Arcadia – Interview with Adrian Cooper from Little Toller Books

What was the starting point for the film?

The past is another country, so people say. This was certainly a prominent thought when I first sat down to watch the old clips and lost films from the archives of the British Film Institute.

Towards the end of 2015, I first heard about the BFI’s plans to make digital the many thousands of hours of footage that made up what they called ‘the rural collection’. I got in touch with their head curator, Robin Baker, who was wonderfully supportive of a very vague notion of making a film from the material. It was almost a year later when Paul Wright, a young filmmaker from Glasgow), came to stay with us at Toller Fratrum. We shared the sense of alienation that came over us while watching these old, flickering images of Britain, particularly the scenes of folk festivals and celebrations.

Watching these old moving images is time travelling. And this idea become the centre of gravity for Arcadia. Being alien what we were watching seemed to speak not only of a personal response but also a generational disconnect from the land and the rural cultural that once thrived within it.

 

Was it challenging, going through all those hundreds of hours of archive film?

The challenge was less the physical act watching. The curators at the BFI are brilliant: they know their material. And we also hired somebody to watch the footage – there was simply so much of it! The real challenge was how to shape the archive footage into a film that could resonate audiences of today.

Meeting this challenge took us back to those early, personal reactions to watching old films. We tried to say No, the past is not another country. The past is always relevant, and perhaps always present. By taking lost and old footage, even if the subject matter contains things we may know little or nothing about, how we respond and give them a new context makes them relevant. By taking them out of the archive, dusting them off, and putting them together in sequences with other images that prompt different emotional responses: there is a kind of alchemy in this that cinema allows.
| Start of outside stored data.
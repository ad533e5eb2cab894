use serde::de::DeserializeOwned;
use serde::{Deserialize, Serialize};
use thiserror::Error;

/// Error returned by a typed accessor when the captured payload does not
/// match that variant's shape, or when nothing has been captured yet.
#[derive(Debug, Error)]
pub enum UnionDecodeError {
    #[error("no union value has been set")]
    Empty,

    #[error("payload does not match this variant: {0}")]
    Mismatch(#[from] serde_json::Error),
}

/// A union of three or more branches.
///
/// Decoding captures the payload unresolved; typed accessors decode a
/// variant lazily on demand. Encoding serializes the captured payload
/// verbatim, so a value set through `from_variant` round-trips with no
/// added tagging.
#[derive(Debug, Clone, Default, PartialEq, Serialize, Deserialize)]
#[serde(transparent)]
pub struct RawUnion {
    raw: Option<serde_json::Value>,
}

impl RawUnion {
    pub fn new() -> Self {
        Self::default()
    }

    /// Lazily decode the captured payload as one variant.
    pub fn as_variant<T: DeserializeOwned>(&self) -> Result<T, UnionDecodeError> {
        let raw = self.raw.as_ref().ok_or(UnionDecodeError::Empty)?;
        Ok(serde_json::from_value(raw.clone())?)
    }

    /// Set the payload from one variant value. Exactly one variant is
    /// held at a time; a later call replaces the earlier payload.
    pub fn from_variant<T: Serialize>(value: &T) -> Result<Self, serde_json::Error> {
        Ok(RawUnion {
            raw: Some(serde_json::to_value(value)?),
        })
    }

    pub fn is_empty(&self) -> bool {
        self.raw.is_none()
    }

    pub fn raw(&self) -> Option<&serde_json::Value> {
        self.raw.as_ref()
    }
}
Through the prism of the rural archive, Arcadia has also become a visceral commentary on our shifting – and contradictory – relationship with the land.

 

Was the original musical score an important part of this?

We didn’t want the film to have one particular voice, telling us a story or making an argument. There are no actors, either. So you need something to bind the images and moods together, to accompany and enhance the contrasting emotions and ideas that the images trigger. Music was essential to this, and I worked initially with Colin Greenwood from Radiohead to explore different approaches and genres.

From the start, it was clear that the idea of folk music could be problematic put alongside images of the countryside and folk culture – it could create a parade of nostalgia rather than allowing for the stranger, darker aspects of the film to unravel. Folk was still important, but there needed to be a blend of genres – soundtrack that melts across genres, from folk and hymnal to punk, acid house and rave. Once we had a rough first edit, Adrian Utley (Portishead) and Will Gregory (Goldfrapp) agreed to watch a cut – their influence on British music is huge and exactly the kind of genre-melting that the film needed. They loved what they saw (even if some of what they saw put them on edge!) and agreed to start writing for it.

Adrian and Will are the kind of composers who throw themselves in deeply, and they worked intensely together writing and playing and recording while the editing was finished. Arcadia also uses ‘natural’ sound: the wind in the trees, the pitter‐patter of rain, the mechanical changes in agriculture and our re-modelling of the land. Using these sounds sparingly and at the right time, the soundtrack worked with these moments to vary the pace and energy, balancing music, silence and sound around the broader themes and moods throughout the film.

 

How does the film reflect the historic and future work of Common Ground?

Founded in 1983 by Sue Clifford, Angela King and the writer Roger Deakin, it has become well-known and well-loved for initiating projects like Apple Day, New Milestones, Local Distinctiveness and Parish Maps. Common Ground is not a think tank or political pressure group. It’s a very small, grassroots organisation that collaborates openly to reconnect people with nature and inspire communities to become responsible for their local environment. Enjoying where you live and celebrating the connections you have with the wildlife and landscape on your doorstep, is at the heat of this work. In uncertain times, this kind of enjoyment and resolve strengthens community resilience and cohesion.

Cinema is just one way of celebrating, questioning and bringing people together. Not only is the process of making films collaborative, but the screening of films creates a community event, a coming together which is becoming harder and harder to do, especially in the countryside. With Arcadia complete, taking us on a journey through the contradictory ideas and images of the land we live in, Common Ground is encouraging communities to host screenings of the film to widen conversations about nature and the land. It is also working on new film project and exploring the imaginative use of archives and storytelling in education and conservation.